I'll put library books I've finished reading in a different location than the unread ones so I don't forget to return them.

I keep a big whiteboard in my office and write my daily to-do lists on it, then check off the things I've accomplished.

And, of course, I often write notes to myself and put them where I know I'll see them.

What do you do to help yourself remember things?

Wednesday, March 29, 2017

Agreeing

With all the disagreement going on in the world about politics, religion and just about everything else, it's nice to know there's one thing everyone agrees on.

What is that? you may ask.

It's money.

Money is only bits of paper or metal or even references to those things. The only reason it has any value at all is because everybody agrees that it has.

Even the gold standard only worked because everyone agreed that gold was valuable.

You can't eat it, cook with it, build houses or make clothes with it, but it is pretty and rare.

Money isn't even pretty or rare, though most people would like to have more of it.

All of us work for it, trade it for things we want or need, or hoard it.

It would be interesting to see what the world would be like if money didn't exist.

Maybe there are creatures on planets in other galaxies who have advanced societies without money. (Okay, my writerly imagination is coming into play here.)

But here and now, we can be grateful that at least there is one thing we can agree about.

Saturday, March 25, 2017

Computers

I've blogged about my early experiences with computers before, but here's something else about computer history.

Today I looked up the word, computer, in my old dictionary that I used in college. (I still keep it because it tells about the history, not only the definitions of words.)

That edition of the dictionary was published in 1958 and the word, computer, wasn't even in it!

Wow!
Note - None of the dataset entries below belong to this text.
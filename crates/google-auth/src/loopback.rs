//! Single-use loopback listener for the OAuth redirect
//!
//! Binds `127.0.0.1:0`, serves exactly one callback on
//! [`CALLBACK_PATH`](crate::constants::CALLBACK_PATH) and shuts itself down
//! as soon as that callback arrives. Any other path gets a 404 and the
//! listener keeps waiting.
//!
//! The listener is owned by a [`CallbackListener`] guard. Dropping the guard
//! (success, timeout, error, or the caller abandoning the future) closes the
//! socket, so a port is never left bound past its authorization attempt.

use std::collections::HashMap;
use std::sync::{Arc, Mutex, PoisonError};
use std::time::Duration;

use axum::Router;
use axum::extract::{RawQuery, State};
use axum::http::StatusCode;
use axum::response::{Html, IntoResponse, Response};
use axum::routing::get;
use tokio::net::TcpListener;
use tokio::sync::oneshot;
use tokio::task::JoinHandle;
use tokio::time::Instant;
use tracing::{debug, info, warn};

use crate::constants::{CALLBACK_PATH, LOOPBACK_HOST};
use crate::error::{Error, Result};

/// How long a closed listener may keep draining in-flight responses before
/// its task is aborted.
const SHUTDOWN_GRACE: Duration = Duration::from_secs(5);

const CONFIRMATION_PAGE: &str = "<!doctype html><meta charset=\"utf-8\">\
<title>Signed in</title>\
<p>You can close this window and return to the app.</p>";

/// State shared between the guard and the callback handler.
struct Shared {
    expected_state: String,
    outcome: Mutex<Option<oneshot::Sender<Result<String>>>>,
    shutdown: Mutex<Option<oneshot::Sender<()>>>,
}

impl Shared {
    fn take_outcome(&self) -> Option<oneshot::Sender<Result<String>>> {
        self.outcome
            .lock()
            .unwrap_or_else(PoisonError::into_inner)
            .take()
    }

    /// Signal the server to stop accepting. Returns false if already closed.
    fn shut_down(&self) -> bool {
        let sender = self
            .shutdown
            .lock()
            .unwrap_or_else(PoisonError::into_inner)
            .take();
        match sender {
            Some(tx) => {
                let _ = tx.send(());
                true
            }
            None => false,
        }
    }
}

/// Guard over a bound loopback listener.
pub struct CallbackListener {
    port: u16,
    redirect_uri: String,
    started: Instant,
    shared: Arc<Shared>,
    receiver: Option<oneshot::Receiver<Result<String>>>,
    server: Option<JoinHandle<()>>,
}

impl CallbackListener {
    /// Bind an ephemeral loopback port and start serving callbacks that must
    /// echo `expected_state`.
    ///
    /// The authorization timeout is measured from here.
    pub async fn bind(expected_state: &str) -> Result<Self> {
        let listener = TcpListener::bind((LOOPBACK_HOST, 0))
            .await
            .map_err(|e| Error::Listener(format!("binding {LOOPBACK_HOST}:0: {e}")))?;
        let port = listener
            .local_addr()
            .map_err(|e| Error::Listener(format!("reading bound address: {e}")))?
            .port();
        let redirect_uri = format!("http://{LOOPBACK_HOST}:{port}{CALLBACK_PATH}");

        let (outcome_tx, outcome_rx) = oneshot::channel();
        let (shutdown_tx, shutdown_rx) = oneshot::channel::<()>();
        let shared = Arc::new(Shared {
            expected_state: expected_state.to_string(),
            outcome: Mutex::new(Some(outcome_tx)),
            shutdown: Mutex::new(Some(shutdown_tx)),
        });

        let app = router(shared.clone());
        let server = tokio::spawn(async move {
            let result = axum::serve(listener, app)
                .with_graceful_shutdown(async move {
                    let _ = shutdown_rx.await;
                })
                .await;
            match result {
                Ok(()) => debug!(port, "callback listener closed"),
                Err(e) => warn!(port, error = %e, "callback listener failed"),
            }
        });

        info!(port, "callback listener bound");
        Ok(Self {
            port,
            redirect_uri,
            started: Instant::now(),
            shared,
            receiver: Some(outcome_rx),
            server: Some(server),
        })
    }

    pub fn port(&self) -> u16 {
        self.port
    }

    /// The exact redirect URI for both the authorization URL and the code
    /// exchange.
    pub fn redirect_uri(&self) -> &str {
        &self.redirect_uri
    }

    /// Wait for the first callback, or until `timeout` after binding.
    ///
    /// The listener is closed on every exit path.
    pub async fn wait(mut self, timeout: Duration) -> Result<String> {
        let receiver = self
            .receiver
            .take()
            .ok_or_else(|| Error::Internal("callback already awaited".into()))?;

        let outcome = tokio::time::timeout_at(self.started + timeout, receiver).await;
        self.close();

        match outcome {
            Err(_) => {
                warn!(port = self.port, "no callback before timeout");
                Err(Error::AuthTimeout)
            }
            Ok(Err(_)) => Err(Error::Internal(
                "callback listener stopped before a callback arrived".into(),
            )),
            Ok(Ok(result)) => result,
        }
    }

    /// Stop accepting connections. Idempotent; teardown errors are ignored.
    pub fn close(&mut self) {
        if self.shared.shut_down() {
            debug!(port = self.port, "closing callback listener");
        }
    }
}

impl Drop for CallbackListener {
    fn drop(&mut self) {
        self.close();
        let Some(server) = self.server.take() else {
            return;
        };
        if server.is_finished() {
            return;
        }
        match tokio::runtime::Handle::try_current() {
            Ok(runtime) => {
                let abort = server.abort_handle();
                runtime.spawn(async move {
                    if tokio::time::timeout(SHUTDOWN_GRACE, server).await.is_err() {
                        abort.abort();
                    }
                });
            }
            Err(_) => server.abort(),
        }
    }
}

fn router(shared: Arc<Shared>) -> Router {
    Router::new()
        .route(CALLBACK_PATH, get(handle_callback))
        .fallback(|| async { (StatusCode::NOT_FOUND, "Not found") })
        .with_state(shared)
}

async fn handle_callback(
    State(shared): State<Arc<Shared>>,
    RawQuery(query): RawQuery,
) -> Response {
    // Any hit on the callback path ends the attempt, valid or not.
    let Some(sender) = shared.take_outcome() else {
        debug!("ignoring late callback");
        return (StatusCode::BAD_REQUEST, "Invalid request").into_response();
    };
    shared.shut_down();

    let params: HashMap<String, String> = url::form_urlencoded::parse(
        query.as_deref().unwrap_or_default().as_bytes(),
    )
    .into_owned()
    .fold(HashMap::new(), |mut params, (key, value)| {
        params.entry(key).or_insert(value);
        params
    });

    let outcome = validate_callback(&params, &shared.expected_state);
    let response = match &outcome {
        Ok(_) => Html(CONFIRMATION_PAGE).into_response(),
        Err(e) => {
            warn!(error = %e, "rejected authorization callback");
            (StatusCode::BAD_REQUEST, "Invalid request").into_response()
        }
    };
    let _ = sender.send(outcome);
    response
}

fn validate_callback(params: &HashMap<String, String>, expected_state: &str) -> Result<String> {
    if let Some(error) = params.get("error") {
        return Err(Error::InvalidCallback(format!("provider returned {error}")));
    }
    let code = params
        .get("code")
        .filter(|c| !c.is_empty())
        .ok_or_else(|| Error::InvalidCallback("missing authorization code".into()))?;
    if params.get("state").map(String::as_str) != Some(expected_state) {
        return Err(Error::InvalidCallback("state mismatch".into()));
    }
    Ok(code.clone())
}

#[cfg(test)]
mod tests {
    use super::*;
    use axum::body::Body;
    use axum::http::Request;
    use tower::ServiceExt;

    fn test_shared(state: &str) -> (Arc<Shared>, oneshot::Receiver<Result<String>>) {
        let (tx, rx) = oneshot::channel();
        let (shutdown_tx, _shutdown_rx) = oneshot::channel();
        let shared = Arc::new(Shared {
            expected_state: state.into(),
            outcome: Mutex::new(Some(tx)),
            shutdown: Mutex::new(Some(shutdown_tx)),
        });
        (shared, rx)
    }

    async fn body_text(response: Response) -> String {
        let bytes = axum::body::to_bytes(response.into_body(), usize::MAX)
            .await
            .unwrap();
        String::from_utf8(bytes.to_vec()).unwrap()
    }

    fn get_request(uri: &str) -> Request<Body> {
        Request::builder().uri(uri).body(Body::empty()).unwrap()
    }

    #[test]
    fn validate_accepts_matching_state() {
        let params = HashMap::from([
            ("code".to_string(), "4/0abc".to_string()),
            ("state".to_string(), "s1".to_string()),
        ]);
        assert_eq!(validate_callback(&params, "s1").unwrap(), "4/0abc");
    }

    #[test]
    fn validate_rejects_missing_code_and_bad_state() {
        let no_code = HashMap::from([("state".to_string(), "s1".to_string())]);
        assert!(matches!(
            validate_callback(&no_code, "s1"),
            Err(Error::InvalidCallback(_))
        ));

        let empty_code = HashMap::from([
            ("code".to_string(), String::new()),
            ("state".to_string(), "s1".to_string()),
        ]);
        assert!(validate_callback(&empty_code, "s1").is_err());

        let wrong_state = HashMap::from([
            ("code".to_string(), "c".to_string()),
            ("state".to_string(), "other".to_string()),
        ]);
        let err = validate_callback(&wrong_state, "s1").unwrap_err();
        assert!(err.to_string().contains("state mismatch"));

        let no_state = HashMap::from([("code".to_string(), "c".to_string())]);
        assert!(validate_callback(&no_state, "s1").is_err());
    }

    #[test]
    fn validate_surfaces_provider_denial() {
        let params = HashMap::from([
            ("error".to_string(), "access_denied".to_string()),
            ("state".to_string(), "s1".to_string()),
        ]);
        let err = validate_callback(&params, "s1").unwrap_err();
        assert!(err.to_string().contains("access_denied"));
    }

    #[tokio::test]
    async fn other_paths_are_404_and_keep_waiting() {
        let (shared, mut rx) = test_shared("s1");
        let response = router(shared.clone())
            .oneshot(get_request("/favicon.ico"))
            .await
            .unwrap();
        assert_eq!(response.status(), StatusCode::NOT_FOUND);
        assert!(rx.try_recv().is_err());
        assert!(shared.outcome.lock().unwrap().is_some());
    }

    #[tokio::test]
    async fn valid_callback_returns_confirmation_page() {
        let (shared, rx) = test_shared("s1");
        let response = router(shared.clone())
            .oneshot(get_request("/oauth2/callback?code=4%2F0abc&state=s1"))
            .await
            .unwrap();
        assert_eq!(response.status(), StatusCode::OK);
        assert!(body_text(response).await.contains("You can close this window"));
        assert_eq!(rx.await.unwrap().unwrap(), "4/0abc");
        assert!(shared.shutdown.lock().unwrap().is_none());
    }

    #[tokio::test]
    async fn mismatched_state_is_400_and_fails_attempt() {
        let (shared, rx) = test_shared("s1");
        let response = router(shared)
            .oneshot(get_request("/oauth2/callback?code=c&state=forged"))
            .await
            .unwrap();
        assert_eq!(response.status(), StatusCode::BAD_REQUEST);
        assert!(matches!(rx.await.unwrap(), Err(Error::InvalidCallback(_))));
    }

    #[tokio::test]
    async fn late_duplicate_is_rejected() {
        let (shared, rx) = test_shared("s1");
        let app = router(shared);
        let first = app
            .clone()
            .oneshot(get_request("/oauth2/callback?code=c&state=s1"))
            .await
            .unwrap();
        assert_eq!(first.status(), StatusCode::OK);

        let second = app
            .oneshot(get_request("/oauth2/callback?code=c2&state=s1"))
            .await
            .unwrap();
        assert_eq!(second.status(), StatusCode::BAD_REQUEST);
        assert_eq!(rx.await.unwrap().unwrap(), "c");
    }

    #[tokio::test]
    async fn bind_reports_loopback_redirect_uri() {
        let listener = CallbackListener::bind("s1").await.unwrap();
        assert_ne!(listener.port(), 0);
        assert_eq!(
            listener.redirect_uri(),
            format!("http://127.0.0.1:{}/oauth2/callback", listener.port())
        );
    }

    #[tokio::test]
    async fn wait_receives_code_over_http() {
        let listener = CallbackListener::bind("s1").await.unwrap();
        let url = format!("{}?code=abc&state=s1", listener.redirect_uri());
        let request = tokio::spawn(async move { reqwest::get(url).await.unwrap().status() });

        let code = listener.wait(Duration::from_secs(5)).await.unwrap();
        assert_eq!(code, "abc");
        assert_eq!(request.await.unwrap(), reqwest::StatusCode::OK);
    }

    #[tokio::test]
    async fn wait_times_out_and_releases_port() {
        let listener = CallbackListener::bind("s1").await.unwrap();
        let port = listener.port();

        let err = listener.wait(Duration::from_millis(50)).await.unwrap_err();
        assert!(matches!(err, Error::AuthTimeout));

        let mut refused = false;
        for _ in 0..50 {
            if tokio::net::TcpStream::connect((LOOPBACK_HOST, port)).await.is_err() {
                refused = true;
                break;
            }
            tokio::time::sleep(Duration::from_millis(20)).await;
        }
        assert!(refused, "port {port} still accepting after timeout");
    }

    #[tokio::test]
    async fn dropping_guard_releases_port() {
        let listener = CallbackListener::bind("s1").await.unwrap();
        let port = listener.port();
        drop(listener);

        let mut refused = false;
        for _ in 0..50 {
            if tokio::net::TcpStream::connect((LOOPBACK_HOST, port)).await.is_err() {
                refused = true;
                break;
            }
            tokio::time::sleep(Duration::from_millis(20)).await;
        }
        assert!(refused, "port {port} still accepting after drop");
    }
}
The world has certainly changed a lot since then.

I think it was in the 1960s that we began hearing about those things. The early ones were gigantic, about the size of refrigerators. And they only existed in a few science laboratories.

Rumors began spreading about those strange contraptions, which seemed like something out of science fiction. Like many people, I found the concept a little scary. There were even rumors that someday computers might take over the world!
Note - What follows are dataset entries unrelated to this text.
//! CSV text to a rectangular row matrix
//!
//! Exports may come back with `,` `;` tab `|` or `:` separators depending
//! on locale and link shape, so the delimiter is guessed from a sample.

use csv::ReaderBuilder;

use crate::error::{Error, Result};

const CANDIDATE_DELIMITERS: [u8; 5] = [b',', b';', b'\t', b'|', b':'];

/// Rows inspected when guessing the delimiter
const GUESS_SAMPLE_ROWS: usize = 10;

/// Parse CSV text into rows padded to the widest row.
///
/// Double quotes delimit fields and a doubled quote escapes one. Empty
/// lines are skipped.
pub fn parse_csv_rows(text: &str) -> Result<Vec<Vec<String>>> {
    let delimiter = guess_delimiter(text);
    let mut reader = reader(text, delimiter);

    let mut rows = Vec::new();
    for record in reader.records() {
        let record = record.map_err(|e| Error::CsvParse(format!("CSV parse failed: {e}")))?;
        if record.len() == 1 && record[0].is_empty() {
            continue;
        }
        rows.push(record.iter().map(str::to_string).collect());
    }
    Ok(pad_rows(rows))
}

/// Pad every row with empty cells up to the widest row.
pub fn pad_rows(mut rows: Vec<Vec<String>>) -> Vec<Vec<String>> {
    let width = rows.iter().map(Vec::len).max().unwrap_or(0);
    for row in &mut rows {
        row.resize(width, String::new());
    }
    rows
}

fn reader(text: &str, delimiter: u8) -> csv::Reader<&[u8]> {
    ReaderBuilder::new()
        .has_headers(false)
        .flexible(true)
        .delimiter(delimiter)
        .from_reader(text.as_bytes())
}

/// Pick the candidate giving the most consistent field count across the
/// sample, ties going to the one with more fields. Candidates averaging
/// fewer than two fields per row are ignored. Defaults to `,`.
fn guess_delimiter(text: &str) -> u8 {
    let mut best: Option<(u8, usize, f64)> = None;

    for delimiter in CANDIDATE_DELIMITERS {
        let counts: Vec<usize> = reader(text, delimiter)
            .records()
            .take(GUESS_SAMPLE_ROWS)
            .filter_map(|record| record.ok())
            .map(|record| record.len())
            .collect();
        if counts.is_empty() {
            continue;
        }

        let average = counts.iter().sum::<usize>() as f64 / counts.len() as f64;
        if average < 2.0 {
            continue;
        }
        let delta: usize = counts.windows(2).map(|w| w[0].abs_diff(w[1])).sum();

        let better = match best {
            None => true,
            Some((_, best_delta, best_average)) => {
                delta < best_delta || (delta == best_delta && average > best_average)
            }
        };
        if better {
            best = Some((delimiter, delta, average));
        }
    }

    best.map_or(b',', |(delimiter, _, _)| delimiter)
}

#[cfg(test)]
mod tests {
    use super::*;

    #[test]
    fn parses_comma_separated_rows() {
        let rows = parse_csv_rows("A,B\n1,2\n3,4\n").unwrap();
        assert_eq!(rows, vec![vec!["A", "B"], vec!["1", "2"], vec!["3", "4"]]);
    }

    #[test]
    fn guesses_semicolon_and_tab() {
        let rows = parse_csv_rows("Name;Amount\nRent;1.200,50\nFood;300,00").unwrap();
        assert_eq!(rows[1], vec!["Rent", "1.200,50"]);

        let rows = parse_csv_rows("a\tb\tc\n1\t2\t3").unwrap();
        assert_eq!(rows[1], vec!["1", "2", "3"]);
    }

    #[test]
    fn guesses_pipe() {
        let rows = parse_csv_rows("x|y\n1|2").unwrap();
        assert_eq!(rows, vec![vec!["x", "y"], vec!["1", "2"]]);
    }

    #[test]
    fn quoted_fields_keep_delimiters_and_escaped_quotes() {
        let rows = parse_csv_rows("name,quote\n\"Doe, Jane\",\"she said \"\"hi\"\"\"").unwrap();
        assert_eq!(rows[1], vec!["Doe, Jane", "she said \"hi\""]);
    }

    #[test]
    fn skips_empty_lines_and_pads_ragged_rows() {
        let rows = parse_csv_rows("a,b,c\n\n1,2\n\n4\n").unwrap();
        assert_eq!(
            rows,
            vec![vec!["a", "b", "c"], vec!["1", "2", ""], vec!["4", "", ""]]
        );
    }

    #[test]
    fn single_column_defaults_to_comma() {
        let rows = parse_csv_rows("only\none").unwrap();
        assert_eq!(rows, vec![vec!["only"], vec!["one"]]);
    }

    #[test]
    fn empty_text_is_no_rows() {
        assert!(parse_csv_rows("").unwrap().is_empty());
    }
}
Well, that's one prediction that has certainly come true.

Since I wasn't a scientist I didn't know exactly what those huge, early computers could do, but it was only the tiniest fraction of what even tiny cellphones can do today.

Of course my writerly imagination still wonders if they might someday be used for some sort of mind control or other world dominance.
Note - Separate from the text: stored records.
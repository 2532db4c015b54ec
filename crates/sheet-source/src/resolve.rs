//! Sheet URL resolution
//!
//! Turns whatever link the user pasted into a human-facing edit URL and a
//! machine-facing fetch URL. Pure and total: input that cannot be
//! understood comes back unchanged as both URLs.
//!
//! Fetch URL priority once a spreadsheet id is found:
//! 1. `/export?format=csv` links are kept (range applied)
//! 2. `/gviz/tq` links are kept (`tqx=out:csv` forced, range applied,
//!    sheet name added if absent)
//! 3. id + gid builds a direct CSV export
//! 4. id alone falls back to gviz by sheet name, else `gid=0`

use google_auth::DOCS_BASE;
use tracing::debug;
use url::Url;

/// Spreadsheet coordinates extracted from a sheet link.
#[derive(Debug, Clone, PartialEq, Eq)]
pub struct SheetReference {
    pub spreadsheet_id: String,
    pub gid: Option<String>,
    pub sheet_name: Option<String>,
    pub range: Option<String>,
}

/// Result of resolving a sheet link.
#[derive(Debug, Clone, PartialEq, Eq)]
pub struct SheetTargets {
    /// Link for a human to open the sheet
    pub edit_url: String,
    /// Unauthenticated CSV URL
    pub fetch_url: String,
    /// Present when a spreadsheet id was found
    pub reference: Option<SheetReference>,
}

/// Resolve a sheet link against the public Google docs host.
pub fn resolve_targets(
    sheet_url: &str,
    range: Option<&str>,
    sheet_name: Option<&str>,
    explicit_gid: Option<&str>,
) -> SheetTargets {
    resolve_targets_with_base(DOCS_BASE, sheet_url, range, sheet_name, explicit_gid)
}

/// Resolve a sheet link, building canonical URLs under `docs_base`.
///
/// Empty strings are treated the same as absent values.
pub fn resolve_targets_with_base(
    docs_base: &str,
    sheet_url: &str,
    range: Option<&str>,
    sheet_name: Option<&str>,
    explicit_gid: Option<&str>,
) -> SheetTargets {
    let range = non_empty(range);
    let sheet_name = non_empty(sheet_name);

    let Ok(mut url) = Url::parse(sheet_url) else {
        debug!("sheet URL did not parse, using it verbatim");
        return identity(sheet_url);
    };

    let id = spreadsheet_id(url.path());
    let gid = non_empty(explicit_gid)
        .map(str::to_string)
        .or_else(|| url.fragment().and_then(gid_from_fragment))
        .or_else(|| query_value(&url, "gid").filter(|g| !g.is_empty()));

    let docs_base = docs_base.trim_end_matches('/');
    let edit_url = match &id {
        Some(id) => match &gid {
            Some(gid) => format!("{docs_base}/spreadsheets/d/{id}/edit#gid={gid}"),
            None => format!("{docs_base}/spreadsheets/d/{id}/edit"),
        },
        None => sheet_url.to_string(),
    };
    // Explicit values win; a pasted gviz/export link may carry its own.
    let reference = id.as_ref().map(|id| SheetReference {
        spreadsheet_id: id.clone(),
        gid: gid.clone(),
        sheet_name: sheet_name
            .map(str::to_string)
            .or_else(|| query_value(&url, "sheet").filter(|s| !s.is_empty())),
        range: range
            .map(str::to_string)
            .or_else(|| query_value(&url, "range").filter(|r| !r.is_empty())),
    });

    if url.path().contains("/export") && query_value(&url, "format").as_deref() == Some("csv") {
        if let Some(range) = range {
            set_query_param(&mut url, "range", range);
        }
        return SheetTargets {
            edit_url,
            fetch_url: url.into(),
            reference,
        };
    }

    if url.path().contains("/gviz/tq") {
        set_query_param(&mut url, "tqx", "out:csv");
        if let Some(range) = range {
            set_query_param(&mut url, "range", range);
        }
        if let Some(name) = sheet_name {
            if query_value(&url, "sheet").is_none_or(|s| s.is_empty()) {
                set_query_param(&mut url, "sheet", name);
            }
        }
        return SheetTargets {
            edit_url,
            fetch_url: url.into(),
            reference,
        };
    }

    let Some(id) = id else {
        return identity(sheet_url);
    };

    if let Some(gid) = &gid {
        let base = format!("{docs_base}/spreadsheets/d/{id}/export?format=csv&gid={gid}");
        let fetch_url = match range {
            Some(range) => format!("{base}&range={}", urlencoding::encode(range)),
            None => base,
        };
        return SheetTargets {
            edit_url,
            fetch_url,
            reference,
        };
    }

    let Ok(mut gviz) = Url::parse(&format!("{docs_base}/spreadsheets/d/{id}/gviz/tq")) else {
        return identity(sheet_url);
    };
    set_query_param(&mut gviz, "tqx", "out:csv");
    if let Some(range) = range {
        set_query_param(&mut gviz, "range", range);
    }
    match sheet_name {
        Some(name) => set_query_param(&mut gviz, "sheet", name),
        None => set_query_param(&mut gviz, "gid", "0"),
    }
    SheetTargets {
        edit_url,
        fetch_url: gviz.into(),
        reference,
    }
}

fn identity(sheet_url: &str) -> SheetTargets {
    SheetTargets {
        edit_url: sheet_url.to_string(),
        fetch_url: sheet_url.to_string(),
        reference: None,
    }
}

fn non_empty(value: Option<&str>) -> Option<&str> {
    value.filter(|v| !v.is_empty())
}

/// Segment following `/spreadsheets/d/` in a URL path.
fn spreadsheet_id(path: &str) -> Option<String> {
    const MARKER: &str = "/spreadsheets/d/";
    let start = path.find(MARKER)? + MARKER.len();
    let id = path[start..].split('/').next()?;
    (!id.is_empty()).then(|| id.to_string())
}

/// Digits after a `gid=` that starts the fragment or follows `?` or `&`.
fn gid_from_fragment(fragment: &str) -> Option<String> {
    let hash = format!("#{fragment}");
    let mut search_from = 0;
    while let Some(found) = hash[search_from..].find("gid=") {
        let at = search_from + found;
        let preceded = at > 0 && matches!(hash.as_bytes()[at - 1], b'#' | b'?' | b'&');
        let digits: String = hash[at + 4..]
            .chars()
            .take_while(|c| c.is_ascii_digit())
            .collect();
        if preceded && !digits.is_empty() {
            return Some(digits);
        }
        search_from = at + 4;
    }
    None
}

fn query_value(url: &Url, key: &str) -> Option<String> {
    url.query_pairs()
        .find(|(k, _)| k == key)
        .map(|(_, v)| v.into_owned())
}

/// Set `key` to `value`, replacing the first occurrence in place and
/// dropping any later duplicates, or appending when absent.
fn set_query_param(url: &mut Url, key: &str, value: &str) {
    let mut replaced = false;
    let pairs: Vec<(String, String)> = url
        .query_pairs()
        .into_owned()
        .filter_map(|(k, v)| {
            if k != key {
                Some((k, v))
            } else if replaced {
                None
            } else {
                replaced = true;
                Some((k, value.to_string()))
            }
        })
        .collect();

    let mut query = url.query_pairs_mut();
    query.clear().extend_pairs(pairs);
    if !replaced {
        query.append_pair(key, value);
    }
}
But, in the meantime, it's hard to imagine what we would do without them. I'm certainly grateful for mine.

Wednesday, March 22, 2017

Big Change

I'm preparing for a big change in my life.

Since my income will go down in a few years I've decided to go back to operating a preschool in my home, as I did years ago. I no longer live in the same community, but I'll use the same name for it, Happy Hands.

I'm not as young as I used to be, so this Happy Hands will be mornings only, but I think there are stay-at-home parents and grandparents who would enjoy a break from childcare while their kids or grand kids benefit from learning.

Besides operating my own family daycare home, I also taught in several preschools, so I have lots of experience.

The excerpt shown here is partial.